There is a big tub of unheated water and a pitcher.
You stand on the marble floor and pour water over
yourself. You never get into the tub, that would be
extremely rude. If you used this system in Dunedin you
would have to break the ice on top first, but in a
country with warm weather all year round having
unheated water is both energy-efficient and
refreshing. There is no toilet paper. You use water
and your left hand. I think this is actually more
hygienic than what we do, and it gives me a new
appreciation of why they eat, pass things and hold the
Quran with their right hand.
my first speaking appointment in a Mosque
[Tulungagung, Java]
Waladi and I were in a Muslim girls’ senior high
school (form 5-7) in Tulungagung promoting his new
Communicative English School.
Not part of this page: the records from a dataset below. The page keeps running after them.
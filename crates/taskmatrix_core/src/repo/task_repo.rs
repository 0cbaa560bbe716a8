//! Task repository contract and SQLite implementation.
//!
//! # Responsibility
//! - Provide stable CRUD and query APIs over the `tasks` table.
//! - Translate the backend-neutral predicate tree and sort spec into
//!   parameterized SQL.
//!
//! # Invariants
//! - Write paths must validate the model before SQL mutations.
//! - Only allow-listed `SortField` variants map to column names; no
//!   caller-supplied string ever reaches the SQL text.
//! - Read paths reject invalid persisted state instead of masking it.

use crate::db::DbError;
use crate::model::task::{
    Importance, Task, TaskDraft, TaskId, TaskValidationError, Urgency,
};
use crate::query::criteria::{Field, FieldValue, Op, Predicate};
use crate::query::sort::{SortDirection, SortField, SortSpec};
use chrono::NaiveDate;
use rusqlite::types::Value;
use rusqlite::{params, params_from_iter, Connection, Row};
use std::error::Error;
use std::fmt::{Display, Formatter};

const TASK_SELECT_SQL: &str = "SELECT
    id,
    title,
    details,
    label,
    due_date,
    importance,
    urgency
FROM tasks";

const DATE_FORMAT: &str = "%Y-%m-%d";

pub type RepoResult<T> = Result<T, RepoError>;

/// Generic repository error for task persistence and query operations.
#[derive(Debug)]
pub enum RepoError {
    Validation(TaskValidationError),
    Db(DbError),
    NotFound(TaskId),
    InvalidData(String),
}

impl Display for RepoError {
    fn fmt(&self, f: &mut Formatter<'_>) -> std::fmt::Result {
        match self {
            Self::Validation(err) => write!(f, "{err}"),
            Self::Db(err) => write!(f, "{err}"),
            Self::NotFound(id) => write!(f, "task not found: {id}"),
            Self::InvalidData(message) => write!(f, "invalid persisted task data: {message}"),
        }
    }
}

impl Error for RepoError {
    fn source(&self) -> Option<&(dyn Error + 'static)> {
        match self {
            Self::Validation(err) => Some(err),
            Self::Db(err) => Some(err),
            Self::NotFound(_) => None,
            Self::InvalidData(_) => None,
        }
    }
}

impl From<TaskValidationError> for RepoError {
    fn from(value: TaskValidationError) -> Self {
        Self::Validation(value)
    }
}

impl From<DbError> for RepoError {
    fn from(value: DbError) -> Self {
        Self::Db(value)
    }
}

impl From<rusqlite::Error> for RepoError {
    fn from(value: rusqlite::Error) -> Self {
        Self::Db(DbError::Sqlite(value))
    }
}

/// Storage collaborator contract for task CRUD and queries.
pub trait TaskRepository {
    /// Persists a validated draft; storage assigns the identity.
    fn create(&self, draft: &TaskDraft) -> RepoResult<Task>;
    /// Persists mutations of an already-identified task.
    fn update(&self, task: &Task) -> RepoResult<()>;
    fn find_by_id(&self, id: TaskId) -> RepoResult<Option<Task>>;
    fn exists_by_id(&self, id: TaskId) -> RepoResult<bool>;
    fn delete_by_id(&self, id: TaskId) -> RepoResult<()>;
    /// Returns tasks matching the predicate, in the requested order.
    fn find_all(&self, predicate: &Predicate, sort: SortSpec) -> RepoResult<Vec<Task>>;
}

/// SQLite-backed task repository.
pub struct SqliteTaskRepository<'conn> {
    conn: &'conn Connection,
}

impl<'conn> SqliteTaskRepository<'conn> {
    pub fn new(conn: &'conn Connection) -> Self {
        Self { conn }
    }
}

impl TaskRepository for SqliteTaskRepository<'_> {
    fn create(&self, draft: &TaskDraft) -> RepoResult<Task> {
        draft.validate()?;
        let (Some(importance), Some(urgency)) = (draft.importance, draft.urgency) else {
            // validate() already rejects this; kept total for direct callers.
            return Err(TaskValidationError::ImportanceMissing.into());
        };

        self.conn.execute(
            "INSERT INTO tasks (
                title,
                details,
                label,
                due_date,
                importance,
                urgency
            ) VALUES (?1, ?2, ?3, ?4, ?5, ?6);",
            params![
                draft.title.as_str(),
                draft.details.as_deref(),
                draft.label.as_deref(),
                draft.due_date.map(date_to_db),
                importance_to_db(importance),
                urgency_to_db(urgency),
            ],
        )?;

        Ok(Task {
            id: self.conn.last_insert_rowid(),
            title: draft.title.clone(),
            details: draft.details.clone(),
            label: draft.label.clone(),
            due_date: draft.due_date,
            importance,
            urgency,
        })
    }

    fn update(&self, task: &Task) -> RepoResult<()> {
        task.validate()?;

        let changed = self.conn.execute(
            "UPDATE tasks
             SET
                title = ?1,
                details = ?2,
                label = ?3,
                due_date = ?4,
                importance = ?5,
                urgency = ?6,
                updated_at = (strftime('%s', 'now') * 1000)
             WHERE id = ?7;",
            params![
                task.title.as_str(),
                task.details.as_deref(),
                task.label.as_deref(),
                task.due_date.map(date_to_db),
                importance_to_db(task.importance),
                urgency_to_db(task.urgency),
                task.id,
            ],
        )?;

        if changed == 0 {
            return Err(RepoError::NotFound(task.id));
        }

        Ok(())
    }

    fn find_by_id(&self, id: TaskId) -> RepoResult<Option<Task>> {
        let mut stmt = self
            .conn
            .prepare(&format!("{TASK_SELECT_SQL} WHERE id = ?1;"))?;

        let mut rows = stmt.query(params![id])?;
        if let Some(row) = rows.next()? {
            return Ok(Some(parse_task_row(row)?));
        }

        Ok(None)
    }

    fn exists_by_id(&self, id: TaskId) -> RepoResult<bool> {
        let exists: i64 = self.conn.query_row(
            "SELECT EXISTS(SELECT 1 FROM tasks WHERE id = ?1);",
            params![id],
            |row| row.get(0),
        )?;
        Ok(exists == 1)
    }

    fn delete_by_id(&self, id: TaskId) -> RepoResult<()> {
        let changed = self
            .conn
            .execute("DELETE FROM tasks WHERE id = ?1;", params![id])?;

        if changed == 0 {
            return Err(RepoError::NotFound(id));
        }

        Ok(())
    }

    fn find_all(&self, predicate: &Predicate, sort: SortSpec) -> RepoResult<Vec<Task>> {
        let mut sql = String::from(TASK_SELECT_SQL);
        let mut bind_values: Vec<Value> = Vec::new();

        for constraint in predicate.constraints() {
            sql.push_str(if bind_values.is_empty() {
                " WHERE "
            } else {
                " AND "
            });
            let column = column_name(constraint.field);
            match constraint.op {
                Op::ContainsIgnoreCase => {
                    sql.push_str(&format!("lower({column}) LIKE ?{} ESCAPE '\\'", bind_values.len() + 1));
                    bind_values.push(Value::Text(contains_pattern(&constraint.value)));
                }
                Op::OnOrBefore => {
                    sql.push_str(&format!("{column} <= ?{}", bind_values.len() + 1));
                    bind_values.push(bind_value(&constraint.value));
                }
                Op::OnOrAfter => {
                    sql.push_str(&format!("{column} >= ?{}", bind_values.len() + 1));
                    bind_values.push(bind_value(&constraint.value));
                }
                Op::Equals => {
                    sql.push_str(&format!("{column} = ?{}", bind_values.len() + 1));
                    bind_values.push(bind_value(&constraint.value));
                }
            }
        }

        sql.push_str(&order_by_clause(sort));

        let mut stmt = self.conn.prepare(&sql)?;
        let mut rows = stmt.query(params_from_iter(bind_values))?;
        let mut tasks = Vec::new();

        while let Some(row) = rows.next()? {
            tasks.push(parse_task_row(row)?);
        }

        Ok(tasks)
    }
}

/// Maps a predicate field to its column. Total over the closed enum, so the
/// query text can only ever contain these fixed names.
fn column_name(field: Field) -> &'static str {
    match field {
        Field::Id => "id",
        Field::Title => "title",
        Field::DueDate => "due_date",
        Field::Label => "label",
        Field::Importance => "importance",
        Field::Urgency => "urgency",
    }
}

fn sort_column(field: SortField) -> &'static str {
    match field {
        SortField::Id => "id",
        SortField::Title => "title",
        SortField::DueDate => "due_date",
        SortField::Label => "label",
        SortField::Importance => "importance",
        SortField::Urgency => "urgency",
    }
}

fn order_by_clause(sort: SortSpec) -> String {
    let column = sort_column(sort.field);
    let direction = match sort.direction {
        SortDirection::Ascending => "ASC",
        SortDirection::Descending => "DESC",
    };
    if sort.field == SortField::Id {
        format!(" ORDER BY id {direction}")
    } else {
        // Secondary id key keeps ordering deterministic across equal values.
        format!(" ORDER BY {column} {direction}, id ASC")
    }
}

fn bind_value(value: &FieldValue) -> Value {
    match value {
        FieldValue::Text(text) => Value::Text(text.clone()),
        FieldValue::Date(date) => Value::Text(date_to_db(*date)),
        FieldValue::Importance(importance) => {
            Value::Text(importance_to_db(*importance).to_string())
        }
        FieldValue::Urgency(urgency) => Value::Text(urgency_to_db(*urgency).to_string()),
    }
}

/// Builds the lowered `%...%` LIKE pattern, escaping LIKE metacharacters so
/// the filter means containment, not wildcard matching.
fn contains_pattern(value: &FieldValue) -> String {
    let raw = match value {
        FieldValue::Text(text) => text.as_str(),
        _ => "",
    };
    let mut escaped = String::with_capacity(raw.len() + 2);
    for ch in raw.to_lowercase().chars() {
        if matches!(ch, '%' | '_' | '\\') {
            escaped.push('\\');
        }
        escaped.push(ch);
    }
    format!("%{escaped}%")
}

fn parse_task_row(row: &Row<'_>) -> RepoResult<Task> {
    let due_date = match row.get::<_, Option<String>>("due_date")? {
        Some(text) => Some(NaiveDate::parse_from_str(&text, DATE_FORMAT).map_err(|_| {
            RepoError::InvalidData(format!("invalid date value `{text}` in tasks.due_date"))
        })?),
        None => None,
    };

    let importance_text: String = row.get("importance")?;
    let importance = parse_importance(&importance_text).ok_or_else(|| {
        RepoError::InvalidData(format!(
            "invalid importance value `{importance_text}` in tasks.importance"
        ))
    })?;

    let urgency_text: String = row.get("urgency")?;
    let urgency = parse_urgency(&urgency_text).ok_or_else(|| {
        RepoError::InvalidData(format!(
            "invalid urgency value `{urgency_text}` in tasks.urgency"
        ))
    })?;

    Ok(Task {
        id: row.get("id")?,
        title: row.get("title")?,
        details: row.get("details")?,
        label: row.get("label")?,
        due_date,
        importance,
        urgency,
    })
}

fn date_to_db(date: NaiveDate) -> String {
    date.format(DATE_FORMAT).to_string()
}

fn importance_to_db(importance: Importance) -> &'static str {
    match importance {
        Importance::Important => "important",
        Importance::NotImportant => "not_important",
    }
}

fn parse_importance(value: &str) -> Option<Importance> {
    match value {
        "important" => Some(Importance::Important),
        "not_important" => Some(Importance::NotImportant),
        _ => None,
    }
}

fn urgency_to_db(urgency: Urgency) -> &'static str {
    match urgency {
        Urgency::Urgent => "urgent",
        Urgency::NotUrgent => "not_urgent",
    }
}

fn parse_urgency(value: &str) -> Option<Urgency> {
    match value {
        "urgent" => Some(Urgency::Urgent),
        "not_urgent" => Some(Urgency::NotUrgent),
        _ => None,
    }
}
We walk into the school
Mosque to make our presentation and I find myself
faced with two hundred teenage girls in headscarves
literally screaming as if Tom Cruise had just entered
the room. They whisper and giggle during the
presentation. When it is my turn to speak, another
round of screaming and, once I have finished talking
about Waladi’s wonderful English, they get to practice
their English with me. “Excuse me, Mr David, do you
have a special someone?” “What do you think about the
Indonesian girls?” “Sir, you have a very beautiful
smile.” They wave to me as I disappear on the back of
Waladi’s motorbike. There is nothing austere or
lifeless about these girls, whose eyes shine inside
their headscarves.
church hospitality [Gadingan, Solo City, Java]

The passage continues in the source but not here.